Another example of how Envestnet’s offerings are appealing to RIAs who want more efficiency in providing investment solutions for clients came in April. National Advisors Trust Co. (NATCO), the RIA cooperative trust company, signed a deal to provide its advisors with access to Envestnet UMA to create customized portfolio models for clients. In return, Envestnet advisors will gain access to NATCO’s trust and custody platform.

Advisors on the platform express satisfaction with Envestnet as well. Bill Bestgen, of Bay Financial Associates in Waltham, Mass., is a Commonwealth Financial Network rep who says he takes full advantage of the IBD’s association with Envestnet to screen SMA managers before subjecting it to his own rigorous due diligence process. “Envestnet has a minimum as low as $100,000,” he says. “So a smaller $1 million account or a $1.5 million account can still get allocated across all asset classes properly.”

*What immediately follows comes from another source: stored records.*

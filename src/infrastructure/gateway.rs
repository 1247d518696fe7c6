use crate::domain::payment::{Charge, ChargeRequest, GatewayError};
use crate::domain::ports::PaymentGateway;
use async_trait::async_trait;
use std::collections::HashMap;
use std::sync::Arc;
use tokio::sync::Mutex;
use tracing::debug;
use uuid::Uuid;

/// Source token the sandbox always declines.
pub const DECLINED_TOKEN: &str = "tok_chargeDeclined";

/// An in-process stand-in for a card processor.
///
/// Accepts any `tok_` source token except [`DECLINED_TOKEN`]. Charges are
/// remembered by idempotency key, so replaying a request returns the
/// first charge instead of taking the money twice.
#[derive(Default, Clone)]
pub struct SandboxGateway {
    charges: Arc<Mutex<HashMap<String, Charge>>>,
}

impl SandboxGateway {
    pub fn new() -> Self {
        Self::default()
    }

    /// Number of distinct charges taken so far.
    pub async fn charge_count(&self) -> usize {
        self.charges.lock().await.len()
    }

}

#[async_trait]
impl PaymentGateway for SandboxGateway {
    async fn charge(&self, request: ChargeRequest) -> Result<Charge, GatewayError> {
        if !request.source_token.starts_with("tok_") {
            return Err(GatewayError::Declined(
                "source token is not recognised".to_string(),
            ));
        }
        if request.source_token == DECLINED_TOKEN {
            return Err(GatewayError::Declined("your card was declined".to_string()));
        }
        if request.amount_minor == 0 {
            return Err(GatewayError::Declined(
                "amount must be greater than zero".to_string(),
            ));
        }

        let mut charges = self.charges.lock().await;
        if let Some(existing) = charges.get(&request.idempotency_key) {
            debug!(key = %request.idempotency_key, "replayed charge request");
            return Ok(existing.clone());
        }

        let charge = Charge {
            charge_id: format!("ch_{}", Uuid::new_v4().simple()),
            amount_minor: request.amount_minor,
            currency: request.currency,
        };
        charges.insert(request.idempotency_key, charge.clone());
        Ok(charge)
    }

    async fn charge_for(&self, idempotency_key: String) -> Result<Option<Charge>, GatewayError> {
        Ok(self.charges.lock().await.get(&idempotency_key).cloned())
    }
}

[Read why Marion Asnes chose Envestnet over any other company in the industry.]

A True Holistic View
Account aggregation has long been the holy grail of advisors, followed closely by the desire to grab a larger share of client wallets. Envestnet downloads data from 52 different custodians every night, says Crager, and some of the company’s 500 employees in India reconcile and scrub that data overnight in time for the markets to reopen back in the United States. Envestnet is proud of its data integrity—“we ensure data is trade ready,” says Bergman. “We fix the breaks.

Jim Lumberg, another co-founder who heads business development and runs the Vantage reporting program, says that “what we’ve done is to build out the pipes to whatever financial institutions” might be custodying or administering clients’ various investment and insurance vehicles, either through Envestnet’s own efforts or through ByAllAccounts, the aggregator firm. “We have more than 4,000 sources of financial data,” says Lumberg, “to help gain this holistic view of clients’ wealth.” Those institutions include major money centers, mutual fund companies and annuity sponsors, allowing advisors (with end-client authorization) to view assets held away in brokerage accounts and insurance products, in 401(k) and 529 plans and IRAs. “We don’t hold the data hostage,” Lumberg says, but instead give the advisor the ability to see all the client’s assets in order to better plan their overall investment strategy, and get paid for doing so. Providing such a holistic view and acting on it also showcases the value of the advisor to end clients; in the latest release of Envestnet’s platform, advisors can make that aggregated view of a client’s entire assets available to that individual through a client portal.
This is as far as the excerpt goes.